The fate of drugs in pregnancy.

The response of mother and fetus/neonate to drugs administered to the pregnant woman is determined largely by drug disposition and elimination within and between mother and fetus. Physiological changes occurring in pregnancy may result in reduced plasma protein binding, an increase in the apparent volume of distribution, and more rapid metabolic and renal clearance of certain drugs than are usually found in non-pregnant women. The consequences are relevant for the peak concentration of drug achieved after a single dose, the half-life of the drug, and the drug concentration to which the fetus is exposed via the placenta. Drugs whose dosage may need to be altered in pregnancy include most anticonvulsants, lithium, digoxin, certain beta-blockers, ampicillin and cefuroxime; for drugs which have not been specifically investigated, no generalizations are possible. Very few drugs given in pregnancy fail to cross the placenta and, as a rule, drug molecules not bound to plasma protein diffuse along a concentration gradient to establish and maintain an equilibrium. Because movement of drug molecules is bidirectional, the placenta is the main portal of exit from, as well as entry to, the fetus.
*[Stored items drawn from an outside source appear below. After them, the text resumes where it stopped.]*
impl ChatApp {
    /// Create the app and announce the open window to the pipeline, which
    /// answers with the greeting.
    pub fn new(
        config: AppConfig,
        command_tx: mpsc::Sender<PipelineCommand>,
        event_rx: mpsc::UnboundedReceiver<PipelineEvent>,
    ) -> Self {
        let app = Self {
            messages: Vec::new(),
            stage: TurnStage::Idle,
            is_loading: false,
            latencies: BTreeMap::new(),
            released: HashSet::new(),
            backend_online: None,
            input: String::new(),
            recorder: Recorder::from_config(&config.audio),
            mic_held: false,
            window_position: None,
            theme: Theme::from_config(&config.widget.theme),
            spinner_phase: 0.0,
            scroll_to_bottom: false,
            command_tx,
            event_rx,
            config,
        };
        app.send(PipelineCommand::Open);
        app
    }

    // ── Channel polling ──────────────────────────────────────────────────

    /// Drain all pending pipeline events (non-blocking).
    fn poll_events(&mut self) {
        while let Ok(event) = self.event_rx.try_recv() {
            match event {
                PipelineEvent::MessageAppended(message) => {
                    if let ChatMessage::Video { media } = &message {
                        if self.config.ui.autoplay_video {
                            self.play_video(media);
                        }
                    }
                    self.messages.push(message);
                    self.scroll_to_bottom = true;
                }
                PipelineEvent::StageChanged(stage) => self.stage = stage,
                PipelineEvent::LoadingChanged(loading) => {
                    if loading {
                        self.latencies.clear();
                    }
                    self.is_loading = loading;
                }
                PipelineEvent::Latency { stage, elapsed } => {
                    self.latencies.insert(stage, elapsed);
                }
                PipelineEvent::MediaReleased(path) => {
                    self.released.insert(path);
                }
                PipelineEvent::BackendStatus(online) => self.backend_online = Some(online),
            }
        }
    }

    fn send(&self, command: PipelineCommand) {
        if let Err(e) = self.command_tx.try_send(command) {
            log::warn!("ui: pipeline command dropped: {e}");
        }
    }

    // ── Input actions ────────────────────────────────────────────────────

    fn submit_text(&mut self) {
        let text = self.input.trim().to_string();
        if text.is_empty() || self.is_loading {
            return;
        }
        self.input.clear();
        self.send(PipelineCommand::SubmitText(text));
    }

    fn apply_mic_action(&mut self, action: MicAction) {
        match action {
            MicAction::Start => self.start_recording(),
            MicAction::Stop => self.stop_recording(),
            MicAction::Nothing => {}
        }
    }

    fn start_recording(&mut self) {
        if self.is_loading {
            return;
        }
        let started = self.recorder.start();
        self.report_capture_start(started);
    }

    fn stop_recording(&mut self) {
        let finished = self.recorder.stop();
        self.report_capture_stop(finished);
    }

    fn report_capture_start(&self, started: Result<bool, CaptureError>) {
        match started {
            Ok(true) => self.send(PipelineCommand::CaptureStarted),
            Ok(false) => {}
            Err(e) => {
                log::warn!("ui: microphone unavailable: {e}");
                self.send(PipelineCommand::CaptureFailed(TurnError::from(e)));
            }
        }
    }

    fn report_capture_stop(&self, finished: Option<Result<MediaBlob, CaptureError>>) {
        match finished {
            Some(Ok(audio)) => self.send(PipelineCommand::SubmitAudio(audio)),
            Some(Err(e)) => {
                log::info!("ui: recording rejected: {e}");
                self.send(PipelineCommand::CaptureFailed(TurnError::from(e)));
            }
            None => {}
        }
    }

    /// Copy the last seen window position into the config.  Returns `true`
    /// when it differs from what was loaded.
    fn remember_window_position(&mut self) -> bool {
        match self.window_position {
            Some(position) if self.config.ui.window_position != Some(position) => {
                self.config.ui.window_position = Some(position);
                true
            }
            _ => false,
        }
    }

    fn video_expired(&self, video: &VideoRef) -> bool {
        self.released.contains(&video.path) || !video.is_available()
    }

    fn play_video(&self, video: &VideoRef) {
        if self.video_expired(video) {
            return;
        }
        if let Err(e) = open_in_player(&video.path) {
            log::warn!("ui: cannot open {}: {e}", video.path.display());
        }
    }

    // ── Title bar ────────────────────────────────────────────────────────

    fn draw_title_bar(&self, ui: &mut egui::Ui) {
        ui.horizontal(|ui| {
            ui.label(
                egui::RichText::new(&self.config.widget.title)
                    .color(self.theme.on_primary())
                    .strong()
                    .size(15.0),
            );

            ui.with_layout(egui::Layout::right_to_left(egui::Align::Center), |ui| {
                let (color, text) = match self.backend_online {
                    Some(true) => (egui::Color32::from_rgb(34, 197, 94), "online"),
                    Some(false) => (ERROR_COLOR, "offline"),
                    None => (egui::Color32::from_rgb(160, 160, 160), "checking"),
                };
                ui.label(
                    egui::RichText::new(text)
                        .color(self.theme.on_primary())
                        .size(11.0),
                );
                ui.label(egui::RichText::new("●").color(color).size(11.0));
            });
        });
    }

    // ── Message list ─────────────────────────────────────────────────────

    fn draw_messages(&mut self, ui: &mut egui::Ui) {
        let scroll_to_bottom = std::mem::take(&mut self.scroll_to_bottom);
        let mut open: Option<VideoRef> = None;

        egui::ScrollArea::vertical()
            .auto_shrink([false, false])
            .stick_to_bottom(true)
            .show(ui, |ui| {
                for message in &self.messages {
                    match message {
                        ChatMessage::Text { role: Role::User, text } => {
                            self.draw_bubble(ui, text, true);
                        }
                        ChatMessage::Text { role: Role::Ai, text } => {
                            self.draw_bubble(ui, text, false);
                        }
                        ChatMessage::Error { text } => {
                            ui.label(egui::RichText::new(text).color(ERROR_COLOR).size(12.0));
                        }
                        ChatMessage::Video { media } => {
                            if self.draw_video(ui, media) {
                                open = Some(media.clone());
                            }
                        }
                    }
                    ui.add_space(4.0);
                }

                if self.stage != TurnStage::Idle {
                    let status = if self.stage.is_busy() {
                        format!("{} {}", self.spinner_char(), self.stage.label())
                    } else {
                        self.stage.label().to_string()
                    };
                    ui.label(
                        egui::RichText::new(status)
                            .color(egui::Color32::from_rgb(120, 120, 120))
                            .italics()
                            .size(12.0),
                    );
                }

                if scroll_to_bottom {
                    ui.scroll_to_cursor(Some(egui::Align::BOTTOM));
                }
            });

        if let Some(video) = open {
            self.play_video(&video);
        }
    }

    fn draw_bubble(&self, ui: &mut egui::Ui, text: &str, from_user: bool) {
        let (fill, color, align) = if from_user {
            (self.theme.primary, self.theme.on_primary(), egui::Align::Max)
        } else {
            (self.theme.ai_bubble(), self.theme.on_background(), egui::Align::Min)
        };

        ui.with_layout(egui::Layout::top_down(align), |ui| {
            ui.set_max_width(ui.available_width() * 0.8);
            egui::Frame::new()
                .fill(fill)
                .corner_radius(egui::CornerRadius::same(10))
                .inner_margin(egui::Margin::symmetric(10, 6))
                .show(ui, |ui| {
                    ui.label(egui::RichText::new(text).color(color).size(13.0));
                });
        });
    }

    /// Returns `true` when the user asked to open the video.
    fn draw_video(&self, ui: &mut egui::Ui, video: &VideoRef) -> bool {
        let mut clicked = false;
        egui::Frame::new()
            .fill(self.theme.ai_bubble())
            .corner_radius(egui::CornerRadius::same(10))
            .inner_margin(egui::Margin::symmetric(10, 6))
            .show(ui, |ui| {
                ui.horizontal(|ui| {
                    if self.video_expired(video) {
                        ui.label(
                            egui::RichText::new("🎬 Avatar video (expired)")
                                .color(egui::Color32::from_rgb(140, 140, 140))
                                .size(12.0),
                        );
                    } else {
                        ui.label(
                            egui::RichText::new(format!(
                                "🎬 Avatar video ({} KB)",
                                video.size.div_ceil(1024)
                            ))
                            .color(self.theme.on_background())
                            .size(12.0),
                        );
                        clicked = ui.button("▶ Play").clicked();
                    }
                });
            });
        clicked
    }

    // ── Input row / footer ───────────────────────────────────────────────

    fn draw_input_row(&mut self, ui: &mut egui::Ui) {
        ui.horizontal(|ui| {
            let enabled = !self.is_loading;
            let recording = self.recorder.is_recording();

            // Mic button (rightmost), then Send, then the text field fills the rest.
            ui.with_layout(egui::Layout::right_to_left(egui::Align::Center), |ui| {
                let mic_label = if recording { "⏹" } else { "🎤" };
                let mic = ui.add_enabled(
                    enabled || recording,
                    egui::Button::new(egui::RichText::new(mic_label).size(16.0))
                        .fill(if recording { ERROR_COLOR } else { self.theme.primary }),
                );
                let held = mic.is_pointer_button_down_on();
                let action = mic_action(
                    self.config.audio.mic_mode,
                    MicInput {
                        clicked: mic.clicked(),
                        held,
                        was_held: self.mic_held,
                        recording,
                    },
                );
                self.mic_held = held;
                self.apply_mic_action(action);

                let send = ui.add_enabled(
                    enabled,
                    egui::Button::new(egui::RichText::new("Send").color(self.theme.on_primary()))
                        .fill(self.theme.primary),
                );

                let field = ui.add_enabled(
                    enabled,
                    egui::TextEdit::singleline(&mut self.input)
                        .hint_text("Type a message...")
                        .desired_width(f32::INFINITY),
                );
                let entered = field.lost_focus() && ui.input(|i| i.key_pressed(egui::Key::Enter));

                if send.clicked() || entered {
                    self.submit_text();
                    field.request_focus();
                }
            });
        });
    }

    fn draw_footer(&self, ui: &mut egui::Ui) {
        let text = if let Some(elapsed) = self.recorder.elapsed() {
            format!("Recording {:.1}s", elapsed.as_secs_f32())
        } else if self.latencies.is_empty() {
            String::new()
        } else {
            self.latencies
                .iter()
                .map(|(stage, elapsed)| format!("{} {}", stage.label(), format_latency(*elapsed)))
                .collect::<Vec<_>>()
                .join(" · ")
        };
        ui.label(
            egui::RichText::new(text)
                .color(egui::Color32::from_rgb(130, 130, 130))
                .size(10.0),
        );
    }

    // ── Helpers ───────────────────────────────────────────────────────────

    /// A simple rotating ASCII spinner character driven by `spinner_phase`.
    fn spinner_char(&self) -> char {
        let chars = ['|', '/', '-', '\\'];
        let idx = (self.spinner_phase as usize) % chars.len();
        chars[idx]
    }
}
The pharmacological response of the fetus to drugs which it receives depends mainly on the unbound concentration of drug in fetal blood--unwanted effects seldom occur if the maternal dose is correct; exceptions include tetracycline, antithyroid drugs, coumarin anticoagulants, aspirin, indomethacin and cerebral depressant drugs (opiates, barbiturates and phenothiazines). The total (bound plus unbound) drug concentration on the fetal side of the placenta is usually lower than on the maternal side except where differences in blood pH and/or protein binding lead to 'trapping' of drug in the fetus; the latter phenomenon may prove hazardous after birth because of the neonate's limited capacity to eliminate drugs by metabolism and excretion.